Senate Proposal - Other Select Provisions

  • An excise tax on the investment income of certain private colleges and universities;
  • The repeal of tax exempt status for professional sports leagues;
  • The denial of a charitable deduction for amounts paid to acquire college athletic seating rights (under current law, 80% of these amounts are considered charitable deductions);
  • The modification of certain low income housing credit provisions (incorporating certain provisions of S.548, the Affordable Housing Credit Improvement Act of 2017);4
  • Eligibility for a nonresident alien to be a current beneficiary of an electing small business trust (ESBT).5

Once again, this is just proposed; it is not law.  The Senate and House bills will each be marked up in the Finance and Ways and Means Committees, respectively, before a final bill is presented for a vote by the entire chamber.  Should both bills pass their respective chambers, negotiations will begin in committee to draft a joint bill before being presented to both chambers for a vote and, ultimately should it pass in both the House and the Senate, signature by the President.  Much can be expected to change, however, during the committee and joint committee negotiations, and the shape of ultimate tax reform is still unclear.

For our analysis of the House bill, click here.
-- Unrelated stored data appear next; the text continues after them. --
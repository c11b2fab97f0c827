//! # Error 模块
//!
//! 定义 roll-runtime 中使用的错误类型。
//!
//! 注意：动画核心本身没有致命错误。时长解析失败、空的可选集合、
//! 重复的 start 请求都会降级为默认行为，不会产生错误。
//! 这里的错误只出现在边界操作上（目录加载、管理操作、持久化）。

use thiserror::Error;

/// 目录（Catalog）错误
#[derive(Error, Debug, Clone, PartialEq)]
pub enum CatalogError {
    /// 目录为空
    #[error("目录为空，至少需要一个条目")]
    Empty,

    /// 条目名称为空
    #[error("第 {index} 个条目的名称为空")]
    EmptyName { index: usize },

    /// 条目名称重复
    #[error("条目名称重复: '{name}'")]
    DuplicateName { name: String },

    /// JSON 格式错误
    #[error("目录 JSON 解析失败: {message}")]
    InvalidJson { message: String },
}

/// 同步通道错误
#[derive(Error, Debug, Clone, PartialEq)]
pub enum SyncError {
    /// 序列化失败
    #[error("选择状态序列化失败: {0}")]
    Serialization(String),

    /// 持久化写入失败
    #[error("选择状态写入失败: {0}")]
    Io(String),
}

/// 统计数据错误
#[derive(Error, Debug, Clone, PartialEq)]
pub enum StatsError {
    /// 序列化失败
    #[error("统计数据序列化失败: {0}")]
    Serialization(String),

    /// 反序列化失败
    #[error("统计数据反序列化失败: {0}")]
    Deserialization(String),

    /// 版本不兼容
    #[error("统计数据版本不兼容: 数据版本 {found} vs 当前版本 {current}")]
    IncompatibleVersion { found: u32, current: u32 },
}

/// 抽取引擎错误
#[derive(Error, Debug, Clone, PartialEq)]
pub enum RollError {
    /// 抽取进行中，不允许管理操作
    #[error("抽取进行中，操作被拒绝")]
    Spinning,

    /// 未知条目
    #[error("条目 '{name}' 不在目录中")]
    UnknownItem { name: String },

    /// 目录错误
    #[error("目录错误: {0}")]
    Catalog(#[from] CatalogError),
}

/// Result 类型别名
pub type RollResult<T> = Result<T, RollError>;
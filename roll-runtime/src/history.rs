//! # History 模块
//!
//! 已完成抽取的记录。
//!
//! ## 设计原则
//!
//! - 只记录完成的抽取（被拒绝的 start 不产生记录）
//! - 所有数据可序列化，宿主可以与统计数据一起保存
//! - 容量有上限，超出时丢弃最早的记录

use serde::{Deserialize, Serialize};

use crate::strategy::RollType;

/// 默认最多保留的记录数
pub const DEFAULT_MAX_RECORDS: usize = 100;

/// 单次抽取记录
#[derive(Debug, Clone, PartialEq, Serialize, Deserialize)]
pub struct RollRecord {
    /// 最终条目名称
    pub name: String,
    /// 动画类型
    pub roll_type: RollType,
    /// 请求的总时长（毫秒）
    pub duration_ms: u64,
    /// 时间戳（Unix 秒）
    pub timestamp: u64,
}

impl RollRecord {
    /// 创建记录（时间戳由调用方提供）
    pub fn new(
        name: impl Into<String>,
        roll_type: RollType,
        duration_ms: u64,
        timestamp: u64,
    ) -> Self {
        Self {
            name: name.into(),
            roll_type,
            duration_ms,
            timestamp,
        }
    }
}

/// 抽取历史
#[derive(Debug, Clone, PartialEq, Serialize, Deserialize)]
pub struct RollHistory {
    /// 记录（按时间顺序）
    records: Vec<RollRecord>,
    /// 最大记录数
    max_records: usize,
}

impl Default for RollHistory {
    fn default() -> Self {
        Self::new()
    }
}

impl RollHistory {
    /// 创建空历史
    pub fn new() -> Self {
        Self {
            records: Vec::new(),
            max_records: DEFAULT_MAX_RECORDS,
        }
    }

    /// 设置最大记录数（至少 1）
    pub fn with_max_records(mut self, max: usize) -> Self {
        self.max_records = max.max(1);
        self
    }

    /// 添加记录
    pub fn push(&mut self, record: RollRecord) {
        self.records.push(record);

        // 反序列化得到的上限可能为 0
        let max = self.max_records.max(1);
        if self.records.len() > max {
            let overflow = self.records.len() - max;
            self.records.drain(..overflow);
        }
    }

    /// 所有记录
    pub fn records(&self) -> &[RollRecord] {
        &self.records
    }

    /// 最近的 N 条（按时间顺序）
    pub fn recent(&self, count: usize) -> &[RollRecord] {
        let skip = self.records.len().saturating_sub(count);
        &self.records[skip..]
    }

    /// 最近一条
    pub fn last(&self) -> Option<&RollRecord> {
        self.records.last()
    }

    /// 某条目出现的次数
    pub fn count_for(&self, name: &str) -> usize {
        self.records.iter().filter(|r| r.name == name).count()
    }

    /// 清空
    pub fn clear(&mut self) {
        self.records.clear();
    }

    /// 记录数
    pub fn len(&self) -> usize {
        self.records.len()
    }

    /// 是否为空
    pub fn is_empty(&self) -> bool {
        self.records.is_empty()
    }
}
Questions? Please contact:

Michael Eagan 212.331.8831 | meagan@berdonllp.com

Marc Ausfresser 212.331.7639 | mausfresser@berdonllp.com

Or reach out to your Berdon advisor.

Berdon LLP New York Accountants

1 The Senate bill includes non-CG REIT dividends in qualified business income.

2 Note that the Chairman’s Modification removes this provision from the Senate bill.

3 The Chairman’s Modification reduces the applicable recovery period for residential rental property to 30 years.

4 Added by the Chairman’s Modification.

5 Added by the Chairman’s Modification.